La pirámide (25 page)

—¿De verdad crees que fue él quien asesinó a Alexandersson? —preguntó Rydberg.

—Sí, estoy seguro —sostuvo Wallander—. Él es el asesino. Aunque aún desconozco los entresijos del suceso.

Aquella misma tarde, Wallander obtuvo la orden de registro. Pero decidió que aguardaría hasta la mañana siguiente y, con el fin de no correr ningún riesgo innecesario, logró convencer a Björk para que la casa quedase bajo vigilancia hasta entonces.

Cuando, al amanecer del día siguiente, el 7 de mayo, Wallander despertó y subió la persiana, comprobó que una densa niebla había inundado la ciudad. Antes de ducharse, hizo algo que había olvidado la noche anterior. Buscó el apellido de Stenholm en la guía telefónica, pero no halló ninguna entrada que respondiese a los nombres de Martin o de Kajsa Stenholm. Llamó entonces al servicio de información telefónica, donde le hicieron saber que dicho número era secreto. El inspector asintió para sus adentros, pues ésa era, en efecto, la respuesta que esperaba.

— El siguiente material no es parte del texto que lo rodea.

//! Bearer-token verification.
//!
//! Tokens are issued by an external identity provider and signed with a shared
//! HS256 secret. The `sub` claim is the owning-user identifier for every task.

use axum::async_trait;
use axum::extract::{FromRef, FromRequestParts};
use axum::http::header::AUTHORIZATION;
use axum::http::request::Parts;
use jsonwebtoken::{decode, Algorithm, DecodingKey, Validation};
use serde::Deserialize;
use thiserror::Error;

use crate::error::ApiError;

#[derive(Debug, Error, PartialEq, Eq)]
pub enum AuthError {
    #[error("Not authenticated")]
    MissingCredentials,
    #[error("Invalid token: {0}")]
    InvalidToken(String),
    #[error("Invalid token: missing user ID")]
    MissingSubject,
}

#[derive(Debug, Deserialize)]
struct Claims {
    sub: Option<String>,
}

#[derive(Clone)]
pub struct TokenVerifier {
    key: DecodingKey,
    validation: Validation,
}

impl TokenVerifier {
    pub fn new(secret: &str) -> Self {
        let mut validation = Validation::new(Algorithm::HS256);
        // `exp` is checked when present; lifetime policy belongs to the issuer.
        validation.required_spec_claims.clear();
        validation.validate_aud = false;
        validation.leeway = 0;

        Self {
            key: DecodingKey::from_secret(secret.as_bytes()),
            validation,
        }
    }

    /// Returns the caller's user id.
    pub fn verify(&self, token: &str) -> Result<String, AuthError> {
        let data = decode::<Claims>(token, &self.key, &self.validation)
            .map_err(|e| AuthError::InvalidToken(e.to_string()))?;

        data.claims
            .sub
            .filter(|sub| !sub.trim().is_empty())
            .ok_or(AuthError::MissingSubject)
    }

    pub fn verify_header(&self, header: Option<&str>) -> Result<String, AuthError> {
        let token = header
            .and_then(bearer_token)
            .ok_or(AuthError::MissingCredentials)?;
        self.verify(token)
    }
}

fn bearer_token(header: &str) -> Option<&str> {
    let (scheme, token) = header.trim().split_once(' ')?;
    let token = token.trim();
    (scheme.eq_ignore_ascii_case("bearer") && !token.is_empty()).then_some(token)
}

/// Verified identity of the caller, extracted from `Authorization: Bearer`.
#[derive(Debug, Clone, PartialEq, Eq)]
pub struct AuthUser(pub String);

#[async_trait]
impl<S> FromRequestParts<S> for AuthUser
where
    S: Send + Sync,
    TokenVerifier: FromRef<S>,
{
    type Rejection = ApiError;

    async fn from_request_parts(parts: &mut Parts, state: &S) -> Result<Self, Self::Rejection> {
        let verifier = TokenVerifier::from_ref(state);
        let header = parts
            .headers
            .get(AUTHORIZATION)
            .and_then(|value| value.to_str().ok());

        match verifier.verify_header(header) {
            Ok(user_id) => Ok(AuthUser(user_id)),
            Err(error) => {
                tracing::debug!(%error, "rejected request credentials");
                Err(error.into())
            }
        }
    }
}
use std::env;

use thiserror::Error;

pub const DEFAULT_FRONTEND_URL: &str = "http://localhost:3000";
pub const DEFAULT_GEMINI_MODEL: &str = "gemini-2.5-flash";
pub const DEFAULT_GEMINI_BASE_URL: &str = "https://generativelanguage.googleapis.com";
const DEFAULT_HOST: &str = "0.0.0.0";
const DEFAULT_PORT: u16 = 8000;

#[derive(Debug, Error, PartialEq, Eq)]
pub enum ConfigError {
    #[error("{0} must be set")]
    Missing(&'static str),
    #[error("PORT must be a port number, got '{0}'")]
    InvalidPort(String),
    #[error("FRONTEND_URL is not a valid origin: '{0}'")]
    InvalidOrigin(String),
}

#[derive(Debug, Clone)]
pub struct GeminiConfig {
    pub api_key: String,
    pub model: String,
    pub base_url: String,
}

#[derive(Debug, Clone)]
pub struct Config {
    pub database_url: String,
    pub auth_secret: String,
    pub frontend_url: String,
    pub gemini: GeminiConfig,
    pub host: String,
    pub port: u16,
}

impl Config {
    /// Reads the process environment. Call `dotenvy::dotenv()` first to pick up
    /// a local `.env` file.
    pub fn from_env() -> Result<Self, ConfigError> {
        Self::from_lookup(|key| env::var(key).ok())
    }

    /// Builds the configuration from an arbitrary key lookup. Values are
    /// trimmed and empty strings count as unset.
    pub fn from_lookup<F>(lookup: F) -> Result<Self, ConfigError>
    where
        F: Fn(&str) -> Option<String>,
    {
        let get = |key: &str| {
            lookup(key)
                .map(|value| value.trim().to_string())
                .filter(|value| !value.is_empty())
        };

        let database_url = get("DATABASE_URL").ok_or(ConfigError::Missing("DATABASE_URL"))?;
        let auth_secret = get("AUTH_SECRET").ok_or(ConfigError::Missing("AUTH_SECRET"))?;

        let port = match get("PORT") {
            Some(raw) => raw.parse().map_err(|_| ConfigError::InvalidPort(raw))?,
            None => DEFAULT_PORT,
        };

        Ok(Self {
            database_url,
            auth_secret,
            frontend_url: get("FRONTEND_URL").unwrap_or_else(|| DEFAULT_FRONTEND_URL.to_string()),
            gemini: GeminiConfig {
                api_key: get("GEMINI_API_KEY").unwrap_or_default(),
                model: get("GEMINI_MODEL").unwrap_or_else(|| DEFAULT_GEMINI_MODEL.to_string()),
                base_url: get("GEMINI_BASE_URL")
                    .unwrap_or_else(|| DEFAULT_GEMINI_BASE_URL.to_string()),
            },
            host: get("HOST").unwrap_or_else(|| DEFAULT_HOST.to_string()),
            port,
        })
    }

    pub fn bind_addr(&self) -> String {
        format!("{}:{}", self.host, self.port)
    }
}
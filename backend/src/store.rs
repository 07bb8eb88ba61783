//! Persistence for task records.
//!
//! Tasks live in a single `tasks` table created by the embedded migrations.
//! Every call checks a connection out of the pool for the duration of one
//! statement and returns it when the statement completes or fails.

use std::str::FromStr;
use std::time::Duration;

use chrono::{DateTime, Utc};
use shared::{Priority, StatusFilter, TaskListItem, TaskResponse};
use sqlx::migrate::Migrator;
use sqlx::sqlite::{SqliteConnectOptions, SqlitePoolOptions};
use sqlx::types::Json;
use sqlx::{FromRow, Pool, Sqlite};

pub type DbPool = Pool<Sqlite>;

pub static MIGRATOR: Migrator = sqlx::migrate!();

const TASK_COLUMNS: &str = "id, user_id, title, description, completed, due_date, priority, \
                            categories, created_at, updated_at";

/// Opens a pool for `database_url` and applies pending migrations.
pub async fn connect(database_url: &str) -> Result<DbPool, sqlx::Error> {
    let options = SqliteConnectOptions::from_str(database_url)?
        .create_if_missing(true)
        .busy_timeout(Duration::from_secs(5));

    let pool = SqlitePoolOptions::new()
        .max_connections(5)
        .connect_with(options)
        .await?;

    MIGRATOR.run(&pool).await?;
    Ok(pool)
}

/// Single-connection in-memory database. The connection is never recycled, so
/// the data lives as long as the pool.
pub async fn connect_in_memory() -> Result<DbPool, sqlx::Error> {
    let options = SqliteConnectOptions::from_str("sqlite::memory:")?;
    let pool = SqlitePoolOptions::new()
        .max_connections(1)
        .min_connections(1)
        .idle_timeout(None)
        .max_lifetime(None)
        .connect_with(options)
        .await?;

    MIGRATOR.run(&pool).await?;
    Ok(pool)
}

#[derive(Debug, Clone, FromRow)]
pub struct TaskRecord {
    pub id: i64,
    pub user_id: String,
    pub title: String,
    pub description: Option<String>,
    pub completed: bool,
    pub due_date: Option<DateTime<Utc>>,
    pub priority: Option<String>,
    pub categories: Option<Json<Vec<String>>>,
    pub created_at: DateTime<Utc>,
    pub updated_at: DateTime<Utc>,
}

impl TaskRecord {
    pub fn priority(&self) -> Option<Priority> {
        self.priority.as_deref().and_then(|p| p.parse().ok())
    }

    pub fn categories(&self) -> Option<&[String]> {
        self.categories.as_ref().map(|Json(c)| c.as_slice())
    }

    pub fn set_priority(&mut self, priority: Priority) {
        self.priority = Some(priority.as_str().to_string());
    }

    pub fn set_categories(&mut self, categories: Vec<String>) {
        self.categories = Some(Json(categories));
    }
}

impl From<TaskRecord> for TaskResponse {
    fn from(record: TaskRecord) -> Self {
        let priority = record.priority();
        Self {
            id: record.id,
            user_id: record.user_id,
            title: record.title,
            description: record.description,
            completed: record.completed,
            due_date: record.due_date,
            priority,
            categories: record.categories.map(|Json(c)| c),
            created_at: record.created_at,
            updated_at: record.updated_at,
        }
    }
}

impl From<TaskRecord> for TaskListItem {
    fn from(record: TaskRecord) -> Self {
        let priority = record.priority();
        Self {
            id: record.id,
            title: record.title,
            completed: record.completed,
            priority,
            due_date: record.due_date,
            categories: record.categories.map(|Json(c)| c),
            created_at: record.created_at,
        }
    }
}

#[derive(Debug, Clone)]
pub struct NewTask {
    pub user_id: String,
    pub title: String,
    pub description: Option<String>,
    pub due_date: Option<DateTime<Utc>>,
    pub priority: Option<Priority>,
    pub categories: Option<Vec<String>>,
    pub created_at: DateTime<Utc>,
}

#[derive(Debug, Clone)]
pub struct TaskStore {
    pool: DbPool,
}

impl TaskStore {
    pub const fn new(pool: DbPool) -> Self {
        Self { pool }
    }

    pub async fn insert(&self, task: NewTask) -> Result<TaskRecord, sqlx::Error> {
        let sql = format!(
            "INSERT INTO tasks (user_id, title, description, completed, due_date, priority, \
             categories, created_at, updated_at) \
             VALUES (?, ?, ?, 0, ?, ?, ?, ?, ?) RETURNING {TASK_COLUMNS}"
        );
        sqlx::query_as::<_, TaskRecord>(&sql)
            .bind(task.user_id)
            .bind(task.title)
            .bind(task.description)
            .bind(task.due_date)
            .bind(task.priority.map(Priority::as_str))
            .bind(task.categories.map(Json))
            .bind(task.created_at)
            .bind(task.created_at)
            .fetch_one(&self.pool)
            .await
    }

    pub async fn find_by_id(&self, id: i64) -> Result<Option<TaskRecord>, sqlx::Error> {
        let sql = format!("SELECT {TASK_COLUMNS} FROM tasks WHERE id = ?");
        sqlx::query_as::<_, TaskRecord>(&sql)
            .bind(id)
            .fetch_optional(&self.pool)
            .await
    }

    /// The user's tasks passing `filter`, newest first.
    pub async fn list_for_user(
        &self,
        user_id: &str,
        filter: StatusFilter,
    ) -> Result<Vec<TaskRecord>, sqlx::Error> {
        const ORDER: &str = "ORDER BY created_at DESC, id DESC";
        match filter.completed() {
            None => {
                let sql = format!("SELECT {TASK_COLUMNS} FROM tasks WHERE user_id = ? {ORDER}");
                sqlx::query_as::<_, TaskRecord>(&sql)
                    .bind(user_id)
                    .fetch_all(&self.pool)
                    .await
            }
            Some(completed) => {
                let sql = format!(
                    "SELECT {TASK_COLUMNS} FROM tasks WHERE user_id = ? AND completed = ? {ORDER}"
                );
                sqlx::query_as::<_, TaskRecord>(&sql)
                    .bind(user_id)
                    .bind(completed)
                    .fetch_all(&self.pool)
                    .await
            }
        }
    }

    /// Writes every mutable column of `record` back. `id`, `user_id` and
    /// `created_at` are never rewritten.
    pub async fn save(&self, record: &TaskRecord) -> Result<(), sqlx::Error> {
        sqlx::query(
            "UPDATE tasks SET title = ?, description = ?, completed = ?, due_date = ?, \
             priority = ?, categories = ?, updated_at = ? WHERE id = ?",
        )
        .bind(&record.title)
        .bind(&record.description)
        .bind(record.completed)
        .bind(record.due_date)
        .bind(&record.priority)
        .bind(record.categories.clone())
        .bind(record.updated_at)
        .bind(record.id)
        .execute(&self.pool)
        .await?;
        Ok(())
    }

    /// Returns whether a row was removed.
    pub async fn delete(&self, id: i64) -> Result<bool, sqlx::Error> {
        let result = sqlx::query("DELETE FROM tasks WHERE id = ?")
            .bind(id)
            .execute(&self.pool)
            .await?;
        Ok(result.rows_affected() > 0)
    }
}

#[cfg(test)]
mod tests {
    use super::*;
    use chrono::TimeZone;

    fn at(minute: u32) -> DateTime<Utc> {
        Utc.with_ymd_and_hms(2025, 3, 10, 9, minute, 0).unwrap()
    }

    fn new_task(user_id: &str, title: &str, created_at: DateTime<Utc>) -> NewTask {
        NewTask {
            user_id: user_id.into(),
            title: title.into(),
            description: None,
            due_date: None,
            priority: None,
            categories: None,
            created_at,
        }
    }

    async fn store() -> TaskStore {
        TaskStore::new(connect_in_memory().await.unwrap())
    }

    #[tokio::test]
    async fn insert_round_trips_every_column() {
        let store = store().await;
        let inserted = store
            .insert(NewTask {
                description: Some("2 litres".into()),
                due_date: Some(at(30)),
                priority: Some(Priority::High),
                categories: Some(vec!["shopping".into(), "errands".into()]),
                ..new_task("alice", "Buy milk", at(0))
            })
            .await
            .unwrap();

        assert_eq!(inserted.id, 1);
        assert!(!inserted.completed);
        assert_eq!(inserted.created_at, inserted.updated_at);

        let found = store.find_by_id(inserted.id).await.unwrap().unwrap();
        assert_eq!(found.user_id, "alice");
        assert_eq!(found.description.as_deref(), Some("2 litres"));
        assert_eq!(found.due_date, Some(at(30)));
        assert_eq!(found.priority(), Some(Priority::High));
        assert_eq!(
            found.categories(),
            Some(&["shopping".to_string(), "errands".to_string()][..])
        );
    }

    #[tokio::test]
    async fn categories_column_is_declared_json() {
        let pool = connect_in_memory().await.unwrap();
        let declared: String = sqlx::query_scalar(
            "SELECT type FROM pragma_table_info('tasks') WHERE name = 'categories'",
        )
        .fetch_one(&pool)
        .await
        .unwrap();
        assert_eq!(declared, "JSON");
    }

    #[tokio::test]
    async fn find_missing_id_is_none() {
        let store = store().await;
        assert!(store.find_by_id(42).await.unwrap().is_none());
    }

    #[tokio::test]
    async fn list_is_scoped_filtered_and_newest_first() {
        let store = store().await;
        let first = store.insert(new_task("alice", "first", at(1))).await.unwrap();
        let second = store.insert(new_task("alice", "second", at(2))).await.unwrap();
        store.insert(new_task("bob", "not yours", at(3))).await.unwrap();

        let mut done = second.clone();
        done.completed = true;
        store.save(&done).await.unwrap();

        let all = store.list_for_user("alice", StatusFilter::All).await.unwrap();
        let ids: Vec<i64> = all.iter().map(|t| t.id).collect();
        assert_eq!(ids, vec![second.id, first.id]);

        let pending = store.list_for_user("alice", StatusFilter::Pending).await.unwrap();
        assert_eq!(pending.len(), 1);
        assert_eq!(pending[0].id, first.id);

        let completed = store.list_for_user("alice", StatusFilter::Completed).await.unwrap();
        assert_eq!(completed.len(), 1);
        assert_eq!(completed[0].id, second.id);

        assert!(store.list_for_user("carol", StatusFilter::All).await.unwrap().is_empty());
    }

    #[tokio::test]
    async fn save_rewrites_mutable_columns() {
        let store = store().await;
        let mut record = store.insert(new_task("alice", "draft", at(0))).await.unwrap();
        record.title = "final".into();
        record.set_priority(Priority::Low);
        record.set_categories(vec!["work".into()]);
        record.updated_at = at(5);
        store.save(&record).await.unwrap();

        let found = store.find_by_id(record.id).await.unwrap().unwrap();
        assert_eq!(found.title, "final");
        assert_eq!(found.priority(), Some(Priority::Low));
        assert_eq!(found.categories(), Some(&["work".to_string()][..]));
        assert_eq!(found.created_at, at(0));
        assert_eq!(found.updated_at, at(5));
    }

    #[tokio::test]
    async fn delete_reports_whether_a_row_went_away() {
        let store = store().await;
        let record = store.insert(new_task("alice", "gone soon", at(0))).await.unwrap();
        assert!(store.delete(record.id).await.unwrap());
        assert!(!store.delete(record.id).await.unwrap());
        assert!(store.find_by_id(record.id).await.unwrap().is_none());
    }

    #[test]
    fn response_conversion_keeps_owner_and_parses_priority() {
        let record = TaskRecord {
            id: 7,
            user_id: "alice".into(),
            title: "Ship it".into(),
            description: None,
            completed: true,
            due_date: None,
            priority: Some("medium".into()),
            categories: Some(Json(vec!["work".into()])),
            created_at: at(0),
            updated_at: at(1),
        };
        let response = TaskResponse::from(record.clone());
        assert_eq!(response.user_id, "alice");
        assert_eq!(response.priority, Some(Priority::Medium));

        let item = TaskListItem::from(record);
        assert_eq!(item.id, 7);
        assert_eq!(item.categories, Some(vec!["work".to_string()]));
    }
}
// Spectrogram module - STFT power spectra and mel filterbank
//
// Frames are centered: the signal is zero-padded by n_fft/2 on both sides so
// frame t is centered on sample t * hop. Each frame is weighted with a
// periodic Hann window before the FFT.

use rustfft::{num_complex::Complex, Fft, FftPlanner};
use std::sync::Arc;

/// Short-time Fourier transform producing power spectra
pub struct Stft {
    fft: Arc<dyn Fft<f32>>,
    n_fft: usize,
    hop_size: usize,
    /// Periodic Hann window (pre-computed)
    window: Vec<f32>,
}

impl Stft {
    /// Create a new STFT processor
    ///
    /// # Arguments
    /// * `n_fft` - FFT window size in samples
    /// * `hop_size` - Advance between consecutive frames in samples
    pub fn new(n_fft: usize, hop_size: usize) -> Self {
        let n_fft = n_fft.max(2);
        let window = (0..n_fft)
            .map(|i| {
                0.5 * (1.0 - ((2.0 * std::f32::consts::PI * i as f32) / n_fft as f32).cos())
            })
            .collect();

        Self {
            fft: FftPlanner::new().plan_fft_forward(n_fft),
            n_fft,
            hop_size: hop_size.max(1),
            window,
        }
    }

    pub fn n_fft(&self) -> usize {
        self.n_fft
    }

    pub fn hop_size(&self) -> usize {
        self.hop_size
    }

    /// Number of positive-frequency bins per frame
    pub fn bin_count(&self) -> usize {
        self.n_fft / 2 + 1
    }

    /// Number of centered frames produced for a signal of `len` samples
    pub fn frame_count(&self, len: usize) -> usize {
        let padded = len + 2 * (self.n_fft / 2);
        if padded < self.n_fft {
            return 0;
        }
        1 + (padded - self.n_fft) / self.hop_size
    }

    /// Compute the power spectrum |X[k]|^2 of every centered frame
    pub fn power_frames(&self, audio: &[f32]) -> Vec<Vec<f32>> {
        let pad = self.n_fft / 2;
        let frames = self.frame_count(audio.len());
        let mut buffer = vec![Complex::new(0.0f32, 0.0); self.n_fft];
        let mut result = Vec::with_capacity(frames);

        for frame in 0..frames {
            let start = frame * self.hop_size;
            for (i, slot) in buffer.iter_mut().enumerate() {
                // Index into the virtual zero-padded signal
                let sample = (start + i)
                    .checked_sub(pad)
                    .and_then(|idx| audio.get(idx))
                    .copied()
                    .unwrap_or(0.0);
                *slot = Complex::new(sample * self.window[i], 0.0);
            }

            self.fft.process(&mut buffer);

            result.push(
                buffer[..self.bin_count()]
                    .iter()
                    .map(|c| c.norm_sqr())
                    .collect(),
            );
        }

        result
    }
}

/// Triangular mel filterbank on the Slaney mel scale with area normalization
pub struct MelFilterbank {
    /// Per band: first FFT bin and the non-zero weights starting at that bin
    bands: Vec<(usize, Vec<f32>)>,
}

const F_SP: f64 = 200.0 / 3.0;
const MIN_LOG_HZ: f64 = 1000.0;
const MIN_LOG_MEL: f64 = MIN_LOG_HZ / F_SP;

fn log_step() -> f64 {
    6.4f64.ln() / 27.0
}

/// Convert Hz to mels (linear below 1 kHz, logarithmic above)
pub fn hz_to_mel(hz: f64) -> f64 {
    if hz >= MIN_LOG_HZ {
        MIN_LOG_MEL + (hz / MIN_LOG_HZ).ln() / log_step()
    } else {
        hz / F_SP
    }
}

/// Convert mels back to Hz
pub fn mel_to_hz(mel: f64) -> f64 {
    if mel >= MIN_LOG_MEL {
        MIN_LOG_HZ * (log_step() * (mel - MIN_LOG_MEL)).exp()
    } else {
        F_SP * mel
    }
}

impl MelFilterbank {
    /// Build `n_mels` filters spanning 0 Hz to Nyquist for an `n_fft`-point FFT
    pub fn new(sample_rate: u32, n_fft: usize, n_mels: usize) -> Self {
        let n_mels = n_mels.max(1);
        let bins = n_fft / 2 + 1;
        let nyquist = sample_rate as f64 / 2.0;
        let fft_freqs: Vec<f64> = (0..bins)
            .map(|k| k as f64 * sample_rate as f64 / n_fft as f64)
            .collect();

        let max_mel = hz_to_mel(nyquist);
        let mel_freqs: Vec<f64> = (0..n_mels + 2)
            .map(|i| mel_to_hz(max_mel * i as f64 / (n_mels + 1) as f64))
            .collect();

        let bands = (0..n_mels)
            .map(|m| {
                let (lower, center, upper) = (mel_freqs[m], mel_freqs[m + 1], mel_freqs[m + 2]);
                let norm = 2.0 / (upper - lower);
                let weights: Vec<f64> = fft_freqs
                    .iter()
                    .map(|&f| {
                        let rising = (f - lower) / (center - lower);
                        let falling = (upper - f) / (upper - center);
                        rising.min(falling).max(0.0) * norm
                    })
                    .collect();

                match weights.iter().position(|&w| w > 0.0) {
                    Some(first) => {
                        let last = weights.iter().rposition(|&w| w > 0.0).unwrap_or(first);
                        let span = weights[first..=last].iter().map(|&w| w as f32).collect();
                        (first, span)
                    }
                    None => (0, Vec::new()),
                }
            })
            .collect();

        Self { bands }
    }

    pub fn band_count(&self) -> usize {
        self.bands.len()
    }

    /// Fold a power spectrum into mel band energies
    pub fn apply(&self, power: &[f32]) -> Vec<f32> {
        self.bands
            .iter()
            .map(|(start, weights)| {
                weights
                    .iter()
                    .zip(power.iter().skip(*start))
                    .map(|(w, p)| w * p)
                    .sum()
            })
            .collect()
    }
}

/// Convert power values to decibels in place
///
/// Values are floored at 1e-10 before the log, then clipped to `top_db`
/// below the global maximum.
pub fn power_to_db(frames: &mut [Vec<f32>], top_db: f32) {
    let mut max_db = f32::NEG_INFINITY;
    for value in frames.iter_mut().flat_map(|frame| frame.iter_mut()) {
        *value = 10.0 * value.max(1e-10).log10();
        max_db = max_db.max(*value);
    }

    if top_db > 0.0 && max_db.is_finite() {
        let floor = max_db - top_db;
        for value in frames.iter_mut().flat_map(|frame| frame.iter_mut()) {
            *value = value.max(floor);
        }
    }
}

#[cfg(test)]
mod tests {
    use super::*;

    #[test]
    fn test_frame_count_is_centered() {
        let stft = Stft::new(2048, 512);
        assert_eq!(stft.frame_count(22_050), 1 + 22_050 / 512);
        assert_eq!(stft.frame_count(0), 1);
    }

    #[test]
    fn test_sine_power_peaks_at_expected_bin() {
        let sample_rate = 8_000.0f32;
        let n_fft = 256;
        // 1 kHz lands exactly on bin 32
        let audio: Vec<f32> = (0..2048)
            .map(|i| (2.0 * std::f32::consts::PI * 1000.0 * i as f32 / sample_rate).sin())
            .collect();
        let stft = Stft::new(n_fft, 64);
        let frames = stft.power_frames(&audio);
        let middle = &frames[frames.len() / 2];
        let peak = middle
            .iter()
            .enumerate()
            .max_by(|a, b| a.1.partial_cmp(b.1).unwrap())
            .map(|(idx, _)| idx)
            .unwrap();
        assert_eq!(peak, 32);
    }

    #[test]
    fn test_mel_scale_roundtrip_points() {
        assert!((hz_to_mel(1000.0) - 15.0).abs() < 1e-9);
        assert!((mel_to_hz(15.0) - 1000.0).abs() < 1e-9);
        assert!((mel_to_hz(hz_to_mel(4321.0)) - 4321.0).abs() < 1e-6);
    }

    #[test]
    fn test_mel_filterbank_routes_energy_to_one_band() {
        let bank = MelFilterbank::new(22_050, 2048, 40);
        assert_eq!(bank.band_count(), 40);

        let mut power = vec![0.0f32; 1025];
        power[200] = 1.0;
        let bands = bank.apply(&power);
        let active = bands.iter().filter(|&&e| e > 0.0).count();
        assert!((1..=2).contains(&active), "energy spread over {} bands", active);
    }

    #[test]
    fn test_power_to_db_clips_to_dynamic_range() {
        let mut frames = vec![vec![1.0, 0.0], vec![1e-3, 1e-12]];
        power_to_db(&mut frames, 80.0);
        assert_eq!(frames[0][0], 0.0);
        assert_eq!(frames[0][1], -80.0);
        assert!((frames[1][0] + 30.0).abs() < 1e-4);
        assert_eq!(frames[1][1], -80.0);
    }
}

Mientras se tomaba el café, negoció consigo mismo si le pediría a Rydberg que lo acompañase de nuevo a Svarte o si, por el contrario, iría solo en esta ocasión. Pero, hasta que no se encontró al volante, no se decantó por la segunda alternativa y se puso en marcha sin compañía. A lo largo de la costa la bruma pendía como una densa capa blancuzca.

Wallander conducía muy despacio y, poco antes de las ocho, aparcó el coche a la puerta de la casa de Stenholm. Cruzó la verja y, una vez ante la puerta, llamó al timbre. Tuvo que llamar tres veces antes de que la puerta se abriera por fin. Al ver a Wallander, Martin Stenholm intentó cerrar de inmediato. Sin embargo, Wallander reaccionó a tiempo e interpuso un pie de modo que pudo empujar de nuevo la puerta hacia dentro.

—¿Con qué derecho irrumpe usted en mi casa? —gritó el anciano con voz chillona.

—Yo no estoy irrumpiendo en su casa —corrigió Wallander—. De hecho, aquí traigo la orden de registro de su domicilio. Cuanto antes lo admita, tanto mejor. ¿Hay algún lugar donde podamos sentarnos?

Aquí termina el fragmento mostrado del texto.